Response adaptive randomization allows for adjustments in group allocations by evaluating intervention responses. Of these, the “play the winner” style assigns the succeeding participant by relying on the previous participant’s response to the intervention. A positive response places the successive participant in the same group, and a negative response shifts the next assignment to the other group. In the “two-armed bandit,” the probability of positive results keeps on adjusting as the outcome for each participant is added to the count and more and more participants are added to the group with the superior intervention [7].

9.5 Allocation Concealment

After randomization of the study population by allocation sequences, the next crucial step is to implement the allocation sequence in an impartial and unbiased fashion by concealing the sequence until the patient assignments to the intervention group. Allocation concealment refers to the prevention of foreknowledge of the treatment assignment, thus shielding those who enroll participants from being influenced by this knowledge [4]. An unconcealed study defeats the entire purpose of randomization. Allocation concealment is a widely misunderstood concept. Many researchers delve into conversations about randomization techniques when discussing it and some consider it to be related to blinding. Both of these concepts are inaccurate. Allocation concealment, in reality, is the approach used to implement the allocation sequences generated by randomization. Individuals admitting participants to the study should enroll individuals without having any knowledge regarding allocation of intervention groups for the participants. Any such knowledge has a potential to introduce bias and exaggerate treatment effects producing greatly heterogeneous results than should be expected [2, 13]. Popular methods to conceal allocation include use of opaque envelopes to assign groups, a method not widely recommended, or the use of distance randomization, where allocation sequences are handled by a central randomization service and the investigators have to contact the service for each enrolled participant, placing a gap between recruiters and group allocators [2].

9.6 Blinding

After randomization, there would be a group receiving the (new) intervention and another being administered the control , which could be the already existing standard of care or a placebo. Clinical trials always pose a risk that the knowledge of the benefit of the intervention in the stakeholders (e.g., participants, investigators, analysts) can definitely introduce biases into the study and greatly impact the trial outcomes leading to unacceptable results.
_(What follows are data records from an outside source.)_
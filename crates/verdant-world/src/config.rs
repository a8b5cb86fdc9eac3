//! World generation and streaming parameters.

use serde::{Deserialize, Serialize};
use tracing::warn;

/// Height-field noise parameters.
#[derive(Debug, Clone, PartialEq, Serialize, Deserialize)]
#[serde(default)]
pub struct HeightConfig {
    /// Peak deviation from the baseline, in world units
    pub amplitude: f32,
    /// World units covered by one noise period (larger = smoother)
    pub scale: f32,
    /// Fractal octaves
    pub octaves: usize,
}

impl Default for HeightConfig {
    fn default() -> Self {
        Self {
            amplitude: 210.0,
            scale: 840.0,
            octaves: 4,
        }
    }
}

/// Tree placement parameters.
#[derive(Debug, Clone, PartialEq, Serialize, Deserialize)]
#[serde(default)]
pub struct FloraConfig {
    /// Distance between candidate tree positions, in blocks
    pub tree_spacing_blocks: u32,
    /// Chance (0-100) that a candidate position grows a tree
    pub spawn_probability: u32,
    /// Shortest trunk, in blocks
    pub min_trunk_height: u32,
    /// Tallest trunk, in blocks
    pub max_trunk_height: u32,
    /// Canopy footprint width, in blocks
    pub canopy_width: u32,
    /// Canopy footprint height, in blocks
    pub canopy_height: u32,
    /// Fewest leaves per canopy
    pub min_leaves: u32,
    /// Most leaves per canopy
    pub max_leaves: u32,
    /// Fewest fruit per tree
    pub min_fruit: u32,
    /// Most fruit per tree
    pub max_fruit: u32,
    /// Seconds before an eaten fruit grows back
    pub fruit_respawn_secs: f32,
    /// Energy granted by eating one fruit
    pub fruit_energy: f32,
}

impl Default for FloraConfig {
    fn default() -> Self {
        Self {
            tree_spacing_blocks: 16,
            spawn_probability: 90,
            min_trunk_height: 4,
            max_trunk_height: 9,
            canopy_width: 7,
            canopy_height: 6,
            min_leaves: 22,
            max_leaves: 32,
            min_fruit: 1,
            max_fruit: 3,
            fruit_respawn_secs: 30.0,
            fruit_energy: 10.0,
        }
    }
}

impl FloraConfig {
    /// Number of cells in the canopy grid.
    #[must_use]
    pub const fn canopy_cells(&self) -> u32 {
        self.canopy_width * self.canopy_height
    }
}

/// Complete world configuration.
#[derive(Debug, Clone, PartialEq, Serialize, Deserialize)]
#[serde(default)]
pub struct WorldConfig {
    /// Edge length of a block in world units
    pub block_size: u32,
    /// Chunk width in blocks
    pub chunk_blocks: u32,
    /// Maximum blocks per terrain column
    pub terrain_depth: u32,
    /// Chunks kept active on each side of the observer
    pub load_radius: u32,
    /// Maximum cached chunks before LRU eviction
    pub cache_capacity: usize,
    /// Height-field parameters
    pub height: HeightConfig,
    /// Flora parameters
    pub flora: FloraConfig,
}

impl Default for WorldConfig {
    fn default() -> Self {
        Self {
            block_size: 30,
            chunk_blocks: 10,
            terrain_depth: 25,
            load_radius: 5,
            cache_capacity: 20,
            height: HeightConfig::default(),
            flora: FloraConfig::default(),
        }
    }
}

impl WorldConfig {
    /// Chunk width in world units.
    #[must_use]
    pub const fn chunk_width(&self) -> u32 {
        self.block_size * self.chunk_blocks
    }

    /// Distance between tree candidates in world units.
    #[must_use]
    pub const fn tree_spacing(&self) -> u32 {
        self.flora.tree_spacing_blocks * self.block_size
    }

    /// Number of chunks in a full active window.
    #[must_use]
    pub const fn window_len(&self) -> usize {
        (self.load_radius * 2 + 1) as usize
    }

    /// Validate and clamp configuration values to sensible ranges.
    pub fn validate(&mut self) {
        clamp_u32("block_size", &mut self.block_size, 1, 1024);
        clamp_u32("chunk_blocks", &mut self.chunk_blocks, 1, 256);
        clamp_u32("terrain_depth", &mut self.terrain_depth, 1, 256);
        clamp_u32("load_radius", &mut self.load_radius, 0, 64);

        if self.cache_capacity == 0 {
            warn!("cache_capacity must be positive, using 1");
            self.cache_capacity = 1;
        }

        if !self.height.amplitude.is_finite() || self.height.amplitude < 0.0 {
            warn!("height.amplitude {} invalid, using 0", self.height.amplitude);
            self.height.amplitude = 0.0;
        }
        if !self.height.scale.is_finite() || self.height.scale < 1.0 {
            warn!("height.scale {} invalid, using 1", self.height.scale);
            self.height.scale = 1.0;
        }
        let octaves = self.height.octaves.clamp(1, 8);
        if octaves != self.height.octaves {
            warn!(
                "height.octaves = {} out of range [1, 8], using {octaves}",
                self.height.octaves
            );
            self.height.octaves = octaves;
        }

        let flora = &mut self.flora;
        clamp_u32("flora.tree_spacing_blocks", &mut flora.tree_spacing_blocks, 1, 1024);
        clamp_u32("flora.spawn_probability", &mut flora.spawn_probability, 0, 100);
        clamp_u32("flora.canopy_width", &mut flora.canopy_width, 1, 32);
        clamp_u32("flora.canopy_height", &mut flora.canopy_height, 1, 32);
        clamp_u32("flora.min_trunk_height", &mut flora.min_trunk_height, 1, 64);
        let min_trunk = flora.min_trunk_height;
        clamp_u32("flora.max_trunk_height", &mut flora.max_trunk_height, min_trunk, 64);

        let cells = flora.canopy_cells();
        clamp_u32("flora.min_leaves", &mut flora.min_leaves, 0, cells);
        let min_leaves = flora.min_leaves;
        clamp_u32("flora.max_leaves", &mut flora.max_leaves, min_leaves, cells);
        clamp_u32("flora.min_fruit", &mut flora.min_fruit, 0, cells);
        let min_fruit = flora.min_fruit;
        clamp_u32("flora.max_fruit", &mut flora.max_fruit, min_fruit, cells);

        if !flora.fruit_respawn_secs.is_finite() || flora.fruit_respawn_secs < 0.0 {
            warn!("flora.fruit_respawn_secs invalid, using 0");
            flora.fruit_respawn_secs = 0.0;
        }
        if !flora.fruit_energy.is_finite() {
            warn!("flora.fruit_energy invalid, using 0");
            flora.fruit_energy = 0.0;
        }
    }
}

fn clamp_u32(field: &str, value: &mut u32, min: u32, max: u32) {
    let clamped = (*value).clamp(min, max);
    if clamped != *value {
        warn!("{field} = {} out of range [{min}, {max}], using {clamped}", *value);
        *value = clamped;
    }
}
The participants, if informed of their assigned intervention, with a previous understanding of the advantages of that intervention, could be led to report positive results even if they did not feel a difference. The investigator, if informed of the intervention group, with a previous perception of potential drawbacks of the intervention, would be led to record negative results even if none actually existed. When analysts have knowledge about which groups they are analyzing, a previous inclination to either one could potentially lead them to over-analyze or under-analyze to produce results that agree with their inclination. Knowledge of the groups can potentially change the delivery of care to either group to adjust for a conceived limitation that the group suffers.

To curtail this probable bias, the trial can be blinded; that is, the participants, investigators, and data handlers can be prevented from knowing which participant belongs to which group, thus preventing the stakeholders from projecting their expected outcomes onto the actual results.

A trial may be single-blinded, where the participants in the group do not know details of their assigned intervention; double-blinded, where both the participants and investigators are kept unaware of the assigned intervention; or triple-blinded, where in addition to the participants and investigators, the data analysts are also kept ignorant of the assignments. Rapid un-blinding should be possible in the design of the study to counter any major harmful effects [2, 14, 15].

It is important to distinguish between allocation concealment, which happens before the randomization process is begun to nullify selection bias, and blinding, which happens post-randomization and reduces detection and performance bias. The overall bias reduction is more significant with allocation concealment than with blinding, and the best approach is to employ both when conducting a study [2, 16].

9.7 Non-randomized Studies

In non-randomly assigned controlled studies , two groups are analyzed against each other, one receiving the new intervention while other being the control. This is very similar to an RCT, except the groups are assigned in a non-random manner. Instances where such a study is acceptable could be when the practicality of large-scale administration of the study is a likely impediment or when the logistic requisites of a standard RCT cannot be fulfilled and concerns of costing and patient acceptability become the possible limiting factors. However, the study groups being evaluated still need to be comparable.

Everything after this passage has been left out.